EXERCISE GOAL — The reply should be a single number: the count of lines below that contain the word "data".

GIVEN ENTRIES —
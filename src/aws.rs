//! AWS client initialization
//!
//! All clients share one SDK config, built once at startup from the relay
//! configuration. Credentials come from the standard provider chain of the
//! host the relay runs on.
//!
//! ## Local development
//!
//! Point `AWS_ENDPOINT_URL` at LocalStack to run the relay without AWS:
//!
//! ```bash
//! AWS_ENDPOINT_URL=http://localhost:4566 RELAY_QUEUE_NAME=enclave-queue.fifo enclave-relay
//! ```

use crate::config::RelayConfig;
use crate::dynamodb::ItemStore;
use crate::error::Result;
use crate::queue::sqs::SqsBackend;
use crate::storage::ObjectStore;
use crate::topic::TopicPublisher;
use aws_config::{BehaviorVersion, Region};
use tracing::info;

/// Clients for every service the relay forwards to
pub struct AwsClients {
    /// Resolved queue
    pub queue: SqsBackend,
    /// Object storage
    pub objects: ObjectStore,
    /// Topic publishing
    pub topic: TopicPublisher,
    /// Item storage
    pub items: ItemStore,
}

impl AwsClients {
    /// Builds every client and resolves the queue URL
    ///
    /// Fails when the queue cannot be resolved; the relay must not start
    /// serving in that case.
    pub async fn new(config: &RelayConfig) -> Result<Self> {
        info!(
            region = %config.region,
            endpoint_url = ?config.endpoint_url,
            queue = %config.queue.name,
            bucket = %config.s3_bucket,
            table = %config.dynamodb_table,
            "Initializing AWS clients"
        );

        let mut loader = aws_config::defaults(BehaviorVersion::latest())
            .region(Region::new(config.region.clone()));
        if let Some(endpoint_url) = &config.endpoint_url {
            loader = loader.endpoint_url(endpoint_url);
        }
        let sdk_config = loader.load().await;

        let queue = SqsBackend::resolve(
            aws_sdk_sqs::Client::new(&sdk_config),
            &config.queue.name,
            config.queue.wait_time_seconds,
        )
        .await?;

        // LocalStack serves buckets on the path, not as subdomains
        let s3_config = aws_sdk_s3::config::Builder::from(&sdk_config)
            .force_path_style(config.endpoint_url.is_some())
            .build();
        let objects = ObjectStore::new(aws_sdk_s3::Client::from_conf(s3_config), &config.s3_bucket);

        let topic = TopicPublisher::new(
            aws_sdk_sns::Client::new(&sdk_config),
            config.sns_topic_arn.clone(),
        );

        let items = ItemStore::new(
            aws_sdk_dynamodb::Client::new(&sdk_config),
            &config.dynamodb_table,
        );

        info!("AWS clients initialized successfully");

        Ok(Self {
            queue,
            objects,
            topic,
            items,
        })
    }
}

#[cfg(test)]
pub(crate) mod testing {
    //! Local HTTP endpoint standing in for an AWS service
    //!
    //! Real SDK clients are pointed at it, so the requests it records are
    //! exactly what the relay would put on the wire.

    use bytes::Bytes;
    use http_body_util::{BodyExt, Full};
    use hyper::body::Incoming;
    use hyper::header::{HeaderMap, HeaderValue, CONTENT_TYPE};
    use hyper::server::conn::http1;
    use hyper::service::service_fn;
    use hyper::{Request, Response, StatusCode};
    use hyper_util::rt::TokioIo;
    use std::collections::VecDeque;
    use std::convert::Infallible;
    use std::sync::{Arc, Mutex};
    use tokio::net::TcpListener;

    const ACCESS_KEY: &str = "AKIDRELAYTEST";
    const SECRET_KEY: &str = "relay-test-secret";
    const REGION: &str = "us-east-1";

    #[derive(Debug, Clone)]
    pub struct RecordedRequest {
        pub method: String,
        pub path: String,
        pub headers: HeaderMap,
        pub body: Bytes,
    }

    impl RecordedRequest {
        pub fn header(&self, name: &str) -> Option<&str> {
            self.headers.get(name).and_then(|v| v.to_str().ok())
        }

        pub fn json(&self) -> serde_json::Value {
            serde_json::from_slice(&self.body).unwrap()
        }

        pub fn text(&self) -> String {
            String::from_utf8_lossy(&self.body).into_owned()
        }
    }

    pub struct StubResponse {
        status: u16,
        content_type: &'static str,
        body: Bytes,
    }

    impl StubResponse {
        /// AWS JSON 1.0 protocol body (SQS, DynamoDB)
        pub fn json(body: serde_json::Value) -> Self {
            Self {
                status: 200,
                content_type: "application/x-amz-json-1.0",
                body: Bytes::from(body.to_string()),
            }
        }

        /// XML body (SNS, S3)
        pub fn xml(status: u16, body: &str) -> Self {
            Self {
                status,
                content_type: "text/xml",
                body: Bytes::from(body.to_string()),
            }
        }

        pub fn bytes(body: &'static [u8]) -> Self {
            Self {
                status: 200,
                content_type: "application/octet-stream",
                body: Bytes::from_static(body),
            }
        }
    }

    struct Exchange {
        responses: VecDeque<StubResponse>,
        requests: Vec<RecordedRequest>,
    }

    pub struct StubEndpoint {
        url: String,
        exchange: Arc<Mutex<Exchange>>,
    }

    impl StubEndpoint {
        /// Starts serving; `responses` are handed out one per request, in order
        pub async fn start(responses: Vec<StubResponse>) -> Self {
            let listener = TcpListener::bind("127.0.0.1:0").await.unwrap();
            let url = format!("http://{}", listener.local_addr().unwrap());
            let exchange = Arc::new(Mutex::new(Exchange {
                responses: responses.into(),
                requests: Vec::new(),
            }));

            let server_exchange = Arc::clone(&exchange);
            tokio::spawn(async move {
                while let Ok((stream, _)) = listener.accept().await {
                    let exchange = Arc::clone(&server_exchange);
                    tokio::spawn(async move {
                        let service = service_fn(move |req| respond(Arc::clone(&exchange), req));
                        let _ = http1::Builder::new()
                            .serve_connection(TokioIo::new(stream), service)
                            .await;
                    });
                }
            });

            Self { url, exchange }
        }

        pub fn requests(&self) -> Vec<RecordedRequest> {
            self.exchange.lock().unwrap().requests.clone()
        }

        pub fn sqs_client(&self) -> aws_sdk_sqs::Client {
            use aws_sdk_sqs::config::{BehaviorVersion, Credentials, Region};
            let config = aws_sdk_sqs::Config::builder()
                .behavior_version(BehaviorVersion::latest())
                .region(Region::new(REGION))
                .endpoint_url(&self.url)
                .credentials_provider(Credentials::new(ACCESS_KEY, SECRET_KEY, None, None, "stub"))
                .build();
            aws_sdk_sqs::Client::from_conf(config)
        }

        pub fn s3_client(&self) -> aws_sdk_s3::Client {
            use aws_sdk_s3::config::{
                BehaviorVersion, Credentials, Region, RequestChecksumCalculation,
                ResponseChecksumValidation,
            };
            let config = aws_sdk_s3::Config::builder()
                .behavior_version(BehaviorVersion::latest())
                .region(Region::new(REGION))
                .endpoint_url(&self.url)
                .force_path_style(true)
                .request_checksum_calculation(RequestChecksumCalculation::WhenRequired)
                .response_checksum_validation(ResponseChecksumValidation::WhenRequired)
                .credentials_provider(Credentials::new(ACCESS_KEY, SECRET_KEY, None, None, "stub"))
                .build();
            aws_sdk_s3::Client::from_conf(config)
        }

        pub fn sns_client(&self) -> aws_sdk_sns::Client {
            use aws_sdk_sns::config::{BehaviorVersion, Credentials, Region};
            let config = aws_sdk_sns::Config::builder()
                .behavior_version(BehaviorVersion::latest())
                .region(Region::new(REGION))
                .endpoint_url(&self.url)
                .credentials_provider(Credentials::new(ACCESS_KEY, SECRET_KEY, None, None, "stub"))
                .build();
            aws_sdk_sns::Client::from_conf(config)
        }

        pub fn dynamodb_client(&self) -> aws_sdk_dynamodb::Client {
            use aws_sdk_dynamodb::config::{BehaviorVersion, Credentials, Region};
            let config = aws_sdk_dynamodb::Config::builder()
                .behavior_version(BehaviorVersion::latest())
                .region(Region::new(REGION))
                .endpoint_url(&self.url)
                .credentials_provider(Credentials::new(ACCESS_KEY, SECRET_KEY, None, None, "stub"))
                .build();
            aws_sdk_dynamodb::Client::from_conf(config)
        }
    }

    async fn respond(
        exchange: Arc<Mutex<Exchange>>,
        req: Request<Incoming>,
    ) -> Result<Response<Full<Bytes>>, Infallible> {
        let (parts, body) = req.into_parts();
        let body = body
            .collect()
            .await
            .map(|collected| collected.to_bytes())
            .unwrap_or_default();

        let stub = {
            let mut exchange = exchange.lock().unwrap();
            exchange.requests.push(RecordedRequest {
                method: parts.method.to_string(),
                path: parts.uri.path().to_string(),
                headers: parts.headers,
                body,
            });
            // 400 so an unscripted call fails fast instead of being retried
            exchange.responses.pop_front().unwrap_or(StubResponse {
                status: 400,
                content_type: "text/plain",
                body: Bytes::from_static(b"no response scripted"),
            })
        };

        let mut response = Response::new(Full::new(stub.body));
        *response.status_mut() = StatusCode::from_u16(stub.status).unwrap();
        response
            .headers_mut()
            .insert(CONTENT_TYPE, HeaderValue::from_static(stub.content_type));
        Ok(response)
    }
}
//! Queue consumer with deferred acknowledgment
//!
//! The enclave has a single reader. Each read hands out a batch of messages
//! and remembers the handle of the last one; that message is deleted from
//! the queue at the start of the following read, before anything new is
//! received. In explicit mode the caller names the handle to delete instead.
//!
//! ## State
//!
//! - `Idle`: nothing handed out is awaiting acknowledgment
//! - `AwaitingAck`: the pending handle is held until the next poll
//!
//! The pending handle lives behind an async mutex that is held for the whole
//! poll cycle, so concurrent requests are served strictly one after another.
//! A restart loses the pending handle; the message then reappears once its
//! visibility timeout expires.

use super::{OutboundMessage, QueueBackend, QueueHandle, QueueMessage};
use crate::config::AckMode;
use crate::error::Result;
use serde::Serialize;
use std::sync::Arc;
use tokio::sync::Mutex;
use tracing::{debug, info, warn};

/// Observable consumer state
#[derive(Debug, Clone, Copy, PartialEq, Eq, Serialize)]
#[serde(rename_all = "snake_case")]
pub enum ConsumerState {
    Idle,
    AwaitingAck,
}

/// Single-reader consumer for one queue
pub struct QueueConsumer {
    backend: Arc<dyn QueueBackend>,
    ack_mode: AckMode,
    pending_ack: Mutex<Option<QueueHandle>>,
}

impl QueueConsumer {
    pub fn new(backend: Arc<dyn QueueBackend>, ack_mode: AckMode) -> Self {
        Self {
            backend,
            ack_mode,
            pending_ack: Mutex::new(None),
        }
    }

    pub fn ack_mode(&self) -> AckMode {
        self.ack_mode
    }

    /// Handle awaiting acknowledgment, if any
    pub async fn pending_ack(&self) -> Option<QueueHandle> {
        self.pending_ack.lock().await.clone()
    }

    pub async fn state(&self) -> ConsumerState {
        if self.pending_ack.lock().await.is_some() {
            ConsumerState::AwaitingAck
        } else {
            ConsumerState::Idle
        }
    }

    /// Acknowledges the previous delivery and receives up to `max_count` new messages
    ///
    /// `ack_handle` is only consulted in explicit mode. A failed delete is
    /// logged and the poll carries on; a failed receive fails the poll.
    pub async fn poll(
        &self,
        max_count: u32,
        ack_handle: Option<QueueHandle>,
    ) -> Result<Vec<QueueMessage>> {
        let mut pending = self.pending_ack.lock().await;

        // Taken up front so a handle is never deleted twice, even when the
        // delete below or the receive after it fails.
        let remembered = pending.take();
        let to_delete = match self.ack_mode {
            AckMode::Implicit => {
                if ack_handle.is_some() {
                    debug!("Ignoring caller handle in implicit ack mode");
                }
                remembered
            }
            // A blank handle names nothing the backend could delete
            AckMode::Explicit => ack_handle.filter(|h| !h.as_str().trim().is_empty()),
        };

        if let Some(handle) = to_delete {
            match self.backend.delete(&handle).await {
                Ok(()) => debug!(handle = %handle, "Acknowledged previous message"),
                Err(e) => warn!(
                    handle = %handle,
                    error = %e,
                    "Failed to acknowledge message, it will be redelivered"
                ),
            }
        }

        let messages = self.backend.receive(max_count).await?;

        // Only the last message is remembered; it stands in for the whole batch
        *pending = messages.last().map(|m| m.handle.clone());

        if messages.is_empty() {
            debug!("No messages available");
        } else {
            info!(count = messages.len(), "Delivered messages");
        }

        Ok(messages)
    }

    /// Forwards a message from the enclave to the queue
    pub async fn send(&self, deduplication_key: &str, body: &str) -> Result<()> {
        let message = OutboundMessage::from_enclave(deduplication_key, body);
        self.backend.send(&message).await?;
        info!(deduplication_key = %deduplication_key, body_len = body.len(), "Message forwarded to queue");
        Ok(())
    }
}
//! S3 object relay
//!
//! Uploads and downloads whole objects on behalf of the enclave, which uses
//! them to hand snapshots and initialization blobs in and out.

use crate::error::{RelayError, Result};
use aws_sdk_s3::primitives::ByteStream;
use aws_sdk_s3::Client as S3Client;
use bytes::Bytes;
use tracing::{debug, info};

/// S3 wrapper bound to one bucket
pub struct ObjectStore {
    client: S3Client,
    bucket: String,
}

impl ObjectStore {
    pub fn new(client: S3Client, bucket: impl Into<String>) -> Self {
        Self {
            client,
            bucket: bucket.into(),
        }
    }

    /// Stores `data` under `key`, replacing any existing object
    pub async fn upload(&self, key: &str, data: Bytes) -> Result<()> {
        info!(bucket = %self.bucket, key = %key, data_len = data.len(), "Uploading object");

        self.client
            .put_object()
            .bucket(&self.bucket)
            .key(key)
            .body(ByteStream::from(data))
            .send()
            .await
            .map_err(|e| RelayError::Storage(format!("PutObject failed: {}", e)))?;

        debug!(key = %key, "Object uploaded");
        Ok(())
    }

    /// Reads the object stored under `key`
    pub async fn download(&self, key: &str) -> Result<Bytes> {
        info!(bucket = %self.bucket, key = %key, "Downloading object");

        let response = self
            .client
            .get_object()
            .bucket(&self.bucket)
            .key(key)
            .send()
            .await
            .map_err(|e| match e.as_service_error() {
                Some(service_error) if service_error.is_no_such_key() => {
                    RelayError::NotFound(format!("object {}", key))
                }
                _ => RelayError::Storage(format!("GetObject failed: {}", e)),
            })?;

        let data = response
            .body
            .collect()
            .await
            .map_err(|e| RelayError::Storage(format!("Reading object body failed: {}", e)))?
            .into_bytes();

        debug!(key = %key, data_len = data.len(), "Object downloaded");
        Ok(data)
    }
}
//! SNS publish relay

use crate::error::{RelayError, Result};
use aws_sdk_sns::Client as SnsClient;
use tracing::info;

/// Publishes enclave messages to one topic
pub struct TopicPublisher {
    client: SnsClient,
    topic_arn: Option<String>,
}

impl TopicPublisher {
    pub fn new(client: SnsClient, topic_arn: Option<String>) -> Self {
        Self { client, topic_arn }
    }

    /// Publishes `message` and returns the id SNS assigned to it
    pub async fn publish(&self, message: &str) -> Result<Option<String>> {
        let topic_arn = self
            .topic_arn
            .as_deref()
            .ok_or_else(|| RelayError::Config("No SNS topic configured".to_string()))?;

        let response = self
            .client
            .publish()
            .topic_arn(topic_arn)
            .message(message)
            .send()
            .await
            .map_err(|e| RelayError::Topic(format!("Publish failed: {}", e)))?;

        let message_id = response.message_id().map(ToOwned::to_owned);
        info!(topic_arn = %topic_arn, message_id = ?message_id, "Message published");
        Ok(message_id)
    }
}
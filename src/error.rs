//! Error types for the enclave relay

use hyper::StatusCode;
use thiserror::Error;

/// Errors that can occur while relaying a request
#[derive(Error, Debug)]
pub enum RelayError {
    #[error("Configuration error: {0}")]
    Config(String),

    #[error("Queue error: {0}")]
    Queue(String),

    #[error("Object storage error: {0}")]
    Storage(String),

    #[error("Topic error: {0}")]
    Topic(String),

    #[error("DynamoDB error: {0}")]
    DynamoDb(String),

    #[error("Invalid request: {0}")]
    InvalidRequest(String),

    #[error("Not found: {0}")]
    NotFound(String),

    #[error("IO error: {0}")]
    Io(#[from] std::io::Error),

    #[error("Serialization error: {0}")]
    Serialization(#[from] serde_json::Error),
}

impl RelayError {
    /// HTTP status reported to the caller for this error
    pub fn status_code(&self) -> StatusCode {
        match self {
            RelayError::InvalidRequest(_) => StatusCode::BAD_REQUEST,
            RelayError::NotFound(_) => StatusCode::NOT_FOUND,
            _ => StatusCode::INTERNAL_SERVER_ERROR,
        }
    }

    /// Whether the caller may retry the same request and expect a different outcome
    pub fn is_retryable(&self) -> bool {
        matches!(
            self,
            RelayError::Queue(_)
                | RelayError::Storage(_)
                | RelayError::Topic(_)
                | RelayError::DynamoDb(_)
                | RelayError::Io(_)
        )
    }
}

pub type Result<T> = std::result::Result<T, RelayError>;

EXERCISE ANSWER — 7